At15 I left school and worked in an orphanage, where I was happy and went to night school around this time for my English. I was then ill with glandular fever and had to leave the orphanage for about 6 weeks, later I worked as a nursing assistant at the children’s hospital in Brighton, the deputy matron asked why I was not training to be a nurse as she watched what I was doing and I explained that it was because of my petit mal epilepsy. I was examined by Dr Wren and was told that there was no reason I should not train as a state enrolled nurse. This I did for 6 years until I married. I then had a son named Keiron and sadly my husband died of cancer two years later. I started work in my church under the hat of Vincent De Paul.

St Vincent de Paul is a charity of my church from the 1800s.

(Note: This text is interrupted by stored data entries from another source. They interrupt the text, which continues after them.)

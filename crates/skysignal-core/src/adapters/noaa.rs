use std::sync::Arc;

use serde_json::Value;
use tokio_util::sync::CancellationToken;

use crate::adapters::HttpFetcher;
use crate::circuit_breaker::CircuitState;
use crate::data_source::{
    FetchFuture, FetchRequest, ProviderError, RawPayload, RawPoint, SignalSource,
};
use crate::http_client::{HttpClient, HttpRequest};
use crate::{ProviderId, SignalKind, UtcDateTime};

const KINDS: &[SignalKind] = &[SignalKind::KIndex];

/// NOAA SWPC planetary K-index (3-hourly Kp).
///
/// Every valid row becomes a point; the matcher keeps the most recent one.
#[derive(Clone)]
pub struct NoaaKpAdapter {
    fetcher: HttpFetcher,
}

impl NoaaKpAdapter {
    pub const DEFAULT_ENDPOINT: &'static str =
        "https://services.swpc.noaa.gov/products/noaa-planetary-k-index.json";

    pub fn new(http_client: Arc<dyn HttpClient>) -> Self {
        Self::with_fetcher(HttpFetcher::new(ProviderId::NoaaSwpc, http_client))
    }

    pub fn with_fetcher(fetcher: HttpFetcher) -> Self {
        Self { fetcher }
    }
}

impl SignalSource for NoaaKpAdapter {
    fn id(&self) -> ProviderId {
        ProviderId::NoaaSwpc
    }

    fn kinds(&self) -> &[SignalKind] {
        KINDS
    }

    fn fetch<'a>(&'a self, request: &'a FetchRequest, cancel: &'a CancellationToken) -> FetchFuture<'a> {
        Box::pin(async move {
            let rows: Vec<Value> = self
                .fetcher
                .get_json(
                    HttpRequest::get(request.endpoint_or(Self::DEFAULT_ENDPOINT)),
                    request.timeout,
                    cancel,
                )
                .await?;
            normalize(rows)
        })
    }

    fn circuit_state(&self) -> CircuitState {
        self.fetcher.circuit_state()
    }
}

/// Column positions in the table form.
#[derive(Debug, Clone, Copy, PartialEq, Eq)]
struct Columns {
    time_tag: usize,
    kp: usize,
}

impl Default for Columns {
    fn default() -> Self {
        Self { time_tag: 0, kp: 1 }
    }
}

impl Columns {
    /// Locate the columns from a header row such as `["time_tag", "Kp", ...]`.
    fn from_header(header: &[Value]) -> Option<Self> {
        let position = |wanted: &str| {
            header.iter().position(|cell| {
                cell.as_str()
                    .is_some_and(|name| name.eq_ignore_ascii_case(wanted))
            })
        };
        let time_tag = position("time_tag")?;
        let kp = position("kp")?;
        Some(Self { time_tag, kp })
    }
}

/// Accepts the table form (`[[header...], [row...], ...]`) and a list of
/// `{"time_tag", "Kp"}` objects.
fn normalize(rows: Vec<Value>) -> Result<RawPayload, ProviderError> {
    let mut columns = Columns::default();
    let mut points = Vec::with_capacity(rows.len());

    for (index, row) in rows.iter().enumerate() {
        let parsed = match row {
            Value::Array(cells) => {
                if index == 0 {
                    if let Some(header) = Columns::from_header(cells) {
                        columns = header;
                        continue;
                    }
                }
                point_from_cells(cells.get(columns.time_tag), cells.get(columns.kp))
            }
            Value::Object(fields) => {
                let kp = fields.get("Kp").or_else(|| fields.get("kp"));
                point_from_cells(fields.get("time_tag"), kp)
            }
            _ => None,
        };
        points.extend(parsed);
    }

    if points.is_empty() && !rows.is_empty() && rows.iter().all(|row| !row.is_array() && !row.is_object()) {
        return Err(ProviderError::malformed(
            ProviderId::NoaaSwpc,
            "noaa_swpc payload has no rows",
        ));
    }
    Ok(RawPayload::new(points))
}

fn point_from_cells(time_tag: Option<&Value>, kp: Option<&Value>) -> Option<RawPoint> {
    let observed_at = UtcDateTime::parse_naive_utc(time_tag?.as_str()?).ok()?;
    let kp = match kp? {
        Value::Number(number) => number.as_f64()?,
        Value::String(text) => text.trim().parse::<f64>().ok()?,
        _ => return None,
    };
    kp.is_finite()
        .then(|| RawPoint::new(kp).observed_at(observed_at))
}
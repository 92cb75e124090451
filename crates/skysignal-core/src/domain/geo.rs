use std::fmt::{Display, Formatter};

use serde::{Deserialize, Serialize};

use crate::ValidationError;

pub const EARTH_RADIUS_KM: f64 = 6371.0;

/// Validated WGS84 coordinate pair.
#[derive(Debug, Clone, Copy, PartialEq, Serialize, Deserialize)]
#[serde(try_from = "RawGeoPoint")]
pub struct GeoPoint {
    lat: f64,
    lon: f64,
}

#[derive(Deserialize)]
struct RawGeoPoint {
    lat: f64,
    lon: f64,
}

impl TryFrom<RawGeoPoint> for GeoPoint {
    type Error = ValidationError;

    fn try_from(value: RawGeoPoint) -> Result<Self, Self::Error> {
        Self::new(value.lat, value.lon)
    }
}

impl GeoPoint {
    pub fn new(lat: f64, lon: f64) -> Result<Self, ValidationError> {
        if !lat.is_finite() || !(-90.0..=90.0).contains(&lat) {
            return Err(ValidationError::LatitudeOutOfRange { value: lat });
        }
        if !lon.is_finite() || !(-180.0..=180.0).contains(&lon) {
            return Err(ValidationError::LongitudeOutOfRange { value: lon });
        }
        Ok(Self { lat, lon })
    }

    pub const fn lat(self) -> f64 {
        self.lat
    }

    pub const fn lon(self) -> f64 {
        self.lon
    }

    pub fn distance_km(self, other: Self) -> f64 {
        haversine_km(self, other)
    }
}

impl Display for GeoPoint {
    fn fmt(&self, f: &mut Formatter<'_>) -> std::fmt::Result {
        write!(f, "{:.4},{:.4}", self.lat, self.lon)
    }
}

/// Great-circle distance on a spherical Earth.
pub fn haversine_km(a: GeoPoint, b: GeoPoint) -> f64 {
    let d_lat = (b.lat - a.lat).to_radians();
    let d_lon = (b.lon - a.lon).to_radians();
    let h = (d_lat / 2.0).sin().powi(2)
        + a.lat.to_radians().cos() * b.lat.to_radians().cos() * (d_lon / 2.0).sin().powi(2);
    2.0 * EARTH_RADIUS_KM * h.sqrt().min(1.0).asin()
}

#[cfg(test)]
mod tests {
    use super::*;

    #[test]
    fn rejects_out_of_range_coordinates() {
        assert!(matches!(
            GeoPoint::new(90.5, 0.0),
            Err(ValidationError::LatitudeOutOfRange { .. })
        ));
        assert!(matches!(
            GeoPoint::new(0.0, -180.1),
            Err(ValidationError::LongitudeOutOfRange { .. })
        ));
        assert!(matches!(
            GeoPoint::new(f64::NAN, 0.0),
            Err(ValidationError::LatitudeOutOfRange { .. })
        ));
        assert!(GeoPoint::new(-90.0, 180.0).is_ok());
    }

    #[test]
    fn haversine_matches_known_distances() {
        let limassol = GeoPoint::new(34.707, 33.022).expect("valid");
        let nicosia = GeoPoint::new(35.1856, 33.3823).expect("valid");
        let distance = haversine_km(limassol, nicosia);
        assert!((distance - 62.5).abs() < 1.5, "distance was {distance}");

        let equator_a = GeoPoint::new(0.0, 0.0).expect("valid");
        let equator_b = GeoPoint::new(0.0, 1.0).expect("valid");
        assert!((haversine_km(equator_a, equator_b) - 111.19).abs() < 0.05);
        assert_eq!(haversine_km(limassol, limassol), 0.0);
    }

    #[test]
    fn deserialization_validates_range() {
        let err = serde_json::from_str::<GeoPoint>(r#"{"lat": 120.0, "lon": 0.0}"#);
        assert!(err.is_err());
        let ok: GeoPoint = serde_json::from_str(r#"{"lat": 54.71, "lon": 20.51}"#).expect("ok");
        assert_eq!(ok.lat(), 54.71);
    }
}
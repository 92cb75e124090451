//! Provider adapter contract and its request/response types.
//!
//! A [`SignalSource`] turns one upstream API into a list of [`RawPoint`]s.
//! It does not pick a station or decide freshness; that is the matcher's job.
//!
//! | Failure | Kind | Retryable |
//! |---------|------|-----------|
//! | DNS/TLS/connection error | [`ProviderErrorKind::Transport`] | yes |
//! | Non-2xx answer | [`ProviderErrorKind::Status`] | 408/429/5xx only |
//! | Attempt exceeded its timeout | [`ProviderErrorKind::Timeout`] | yes |
//! | Body does not match the payload mapping | [`ProviderErrorKind::Malformed`] | no |
//! | Resolution cancelled | [`ProviderErrorKind::Cancelled`] | no |
//! | Too many recent failures | [`ProviderErrorKind::CircuitOpen`] | no |
//! | Missing API key or bad params | [`ProviderErrorKind::Misconfigured`] | no |

use std::collections::BTreeMap;
use std::fmt::{Display, Formatter};
use std::future::Future;
use std::pin::Pin;
use std::time::Duration;

use serde::{Deserialize, Serialize};
use tokio_util::sync::CancellationToken;

use crate::circuit_breaker::CircuitState;
use crate::{GeoPoint, ProviderId, SignalKind, UtcDateTime};

/// Everything an adapter needs for one fetch.
#[derive(Debug, Clone, PartialEq)]
pub struct FetchRequest {
    pub kind: SignalKind,
    pub location: Option<GeoPoint>,
    pub timeout: Duration,
    /// Overrides the adapter's built-in URL (or file path for snapshots).
    pub endpoint: Option<String>,
    pub params: BTreeMap<String, String>,
}

impl FetchRequest {
    pub fn new(kind: SignalKind, location: Option<GeoPoint>) -> Self {
        Self {
            kind,
            location,
            timeout: Duration::from_secs(15),
            endpoint: None,
            params: BTreeMap::new(),
        }
    }

    pub fn with_timeout(mut self, timeout: Duration) -> Self {
        self.timeout = timeout;
        self
    }

    pub fn with_endpoint(mut self, endpoint: impl Into<String>) -> Self {
        self.endpoint = Some(endpoint.into());
        self
    }

    pub fn with_param(mut self, name: impl Into<String>, value: impl Into<String>) -> Self {
        self.params.insert(name.into(), value.into());
        self
    }

    pub fn param(&self, name: &str) -> Option<&str> {
        self.params.get(name).map(String::as_str)
    }

    pub fn endpoint_or<'a>(&'a self, default: &'a str) -> &'a str {
        self.endpoint.as_deref().unwrap_or(default)
    }
}

/// One candidate observation before geo/time matching.
#[derive(Debug, Clone, PartialEq, Serialize, Deserialize)]
pub struct RawPoint {
    pub value: f64,
    pub secondary: Option<f64>,
    pub observed_at: Option<UtcDateTime>,
    pub location: Option<GeoPoint>,
}

impl RawPoint {
    pub fn new(value: f64) -> Self {
        Self {
            value,
            secondary: None,
            observed_at: None,
            location: None,
        }
    }

    pub fn with_secondary(mut self, secondary: Option<f64>) -> Self {
        self.secondary = secondary;
        self
    }

    pub fn observed_at(mut self, observed_at: UtcDateTime) -> Self {
        self.observed_at = Some(observed_at);
        self
    }

    pub fn at(mut self, location: GeoPoint) -> Self {
        self.location = Some(location);
        self
    }
}

/// Points returned by one successful fetch.
#[derive(Debug, Clone, Default, PartialEq)]
pub struct RawPayload {
    pub points: Vec<RawPoint>,
}

impl RawPayload {
    pub fn new(points: Vec<RawPoint>) -> Self {
        Self { points }
    }

    pub fn single(point: RawPoint) -> Self {
        Self::new(vec![point])
    }

    pub fn is_empty(&self) -> bool {
        self.points.is_empty()
    }
}

#[derive(Debug, Clone, Copy, PartialEq, Eq, Hash, Serialize, Deserialize)]
#[serde(rename_all = "snake_case")]
pub enum ProviderErrorKind {
    Transport,
    Status,
    Timeout,
    Malformed,
    Cancelled,
    CircuitOpen,
    Misconfigured,
}

/// Structured adapter failure; the cascade records it and moves on.
#[derive(Debug, Clone, PartialEq, Eq)]
pub struct ProviderError {
    kind: ProviderErrorKind,
    provider: ProviderId,
    message: String,
    retryable: bool,
    status: Option<u16>,
}

impl ProviderError {
    fn build(kind: ProviderErrorKind, provider: ProviderId, message: String, retryable: bool) -> Self {
        Self {
            kind,
            provider,
            message,
            retryable,
            status: None,
        }
    }

    pub fn transport(provider: ProviderId, message: impl Into<String>) -> Self {
        Self::build(ProviderErrorKind::Transport, provider, message.into(), true)
    }

    pub fn status(provider: ProviderId, status: u16, retryable: bool) -> Self {
        Self {
            status: Some(status),
            ..Self::build(
                ProviderErrorKind::Status,
                provider,
                format!("{provider} returned status {status}"),
                retryable,
            )
        }
    }

    pub fn timeout(provider: ProviderId, after: Duration) -> Self {
        Self::build(
            ProviderErrorKind::Timeout,
            provider,
            format!("{provider} did not answer within {} ms", after.as_millis()),
            true,
        )
    }

    pub fn malformed(provider: ProviderId, message: impl Into<String>) -> Self {
        Self::build(ProviderErrorKind::Malformed, provider, message.into(), false)
    }

    pub fn cancelled(provider: ProviderId) -> Self {
        Self::build(
            ProviderErrorKind::Cancelled,
            provider,
            format!("{provider} call cancelled"),
            false,
        )
    }

    pub fn circuit_open(provider: ProviderId) -> Self {
        Self::build(
            ProviderErrorKind::CircuitOpen,
            provider,
            format!("{provider} circuit breaker is open; skipping upstream call"),
            false,
        )
    }

    pub fn misconfigured(provider: ProviderId, message: impl Into<String>) -> Self {
        Self::build(ProviderErrorKind::Misconfigured, provider, message.into(), false)
    }

    /// Override the retry classification, e.g. when a policy disables timeout retries.
    pub fn with_retryable(mut self, retryable: bool) -> Self {
        self.retryable = retryable;
        self
    }

    pub const fn kind(&self) -> ProviderErrorKind {
        self.kind
    }

    pub const fn provider(&self) -> ProviderId {
        self.provider
    }

    pub fn message(&self) -> &str {
        &self.message
    }

    pub const fn retryable(&self) -> bool {
        self.retryable
    }

    pub const fn http_status(&self) -> Option<u16> {
        self.status
    }

    /// Stable machine-readable code.
    pub const fn code(&self) -> &'static str {
        match self.kind {
            ProviderErrorKind::Transport => "provider.transport",
            ProviderErrorKind::Status => "provider.status",
            ProviderErrorKind::Timeout => "provider.timeout",
            ProviderErrorKind::Malformed => "provider.malformed",
            ProviderErrorKind::Cancelled => "provider.cancelled",
            ProviderErrorKind::CircuitOpen => "provider.circuit_open",
            ProviderErrorKind::Misconfigured => "provider.misconfigured",
        }
    }

    /// Whether this failure should count against the adapter's circuit breaker.
    pub const fn trips_breaker(&self) -> bool {
        matches!(
            self.kind,
            ProviderErrorKind::Transport | ProviderErrorKind::Status | ProviderErrorKind::Timeout
        )
    }
}

impl Display for ProviderError {
    fn fmt(&self, f: &mut Formatter<'_>) -> std::fmt::Result {
        write!(f, "{}: {}", self.code(), self.message)
    }
}

impl std::error::Error for ProviderError {}

pub type FetchFuture<'a> = Pin<Box<dyn Future<Output = Result<RawPayload, ProviderError>> + Send + 'a>>;

/// Adapter contract every provider implements.
pub trait SignalSource: Send + Sync {
    fn id(&self) -> ProviderId;

    /// Signal kinds this adapter can serve.
    fn kinds(&self) -> &[SignalKind];

    /// Fetch raw points for `request`.
    ///
    /// # Errors
    ///
    /// Returns [`ProviderError`] for any transport, status, timeout or
    /// payload failure, and [`ProviderErrorKind::Cancelled`] once `cancel`
    /// fires. Implementations never panic on upstream data.
    fn fetch<'a>(&'a self, request: &'a FetchRequest, cancel: &'a CancellationToken) -> FetchFuture<'a>;

    /// Upstream circuit state, for the `sources` listing.
    fn circuit_state(&self) -> CircuitState {
        CircuitState::Closed
    }
}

Father Vincent de Paul then went out in France in the back streets finding children men and women and picking them up and finding a warm place, giving them soup and bread and helping them out. He then found a house and it grew from there.

After some time I met Jon and re-married. He had a son and I already had Kieron and we then had a daughter Heather. I did quite a lot of cooking of cakes and refreshments for the church and my husband did a lot of sports events which I did the refreshments for.

For 16 years I went on the pilgrimage to Lourdes as a carer, during this time I worked at the Grace Eyer foundation for learning difficulties for adults for 9years.

Then 20years after I met two deaf people when I was at Lourdes. So when I retuned I signed up for classes for sign language for the deaf and I still attend monthly signed masses for the deaf.

Also round this time, I also took a bereavement course to be a visitor to be a listening ear for people in this situation. I was still at Grace Eyer helping people with arts and crafts.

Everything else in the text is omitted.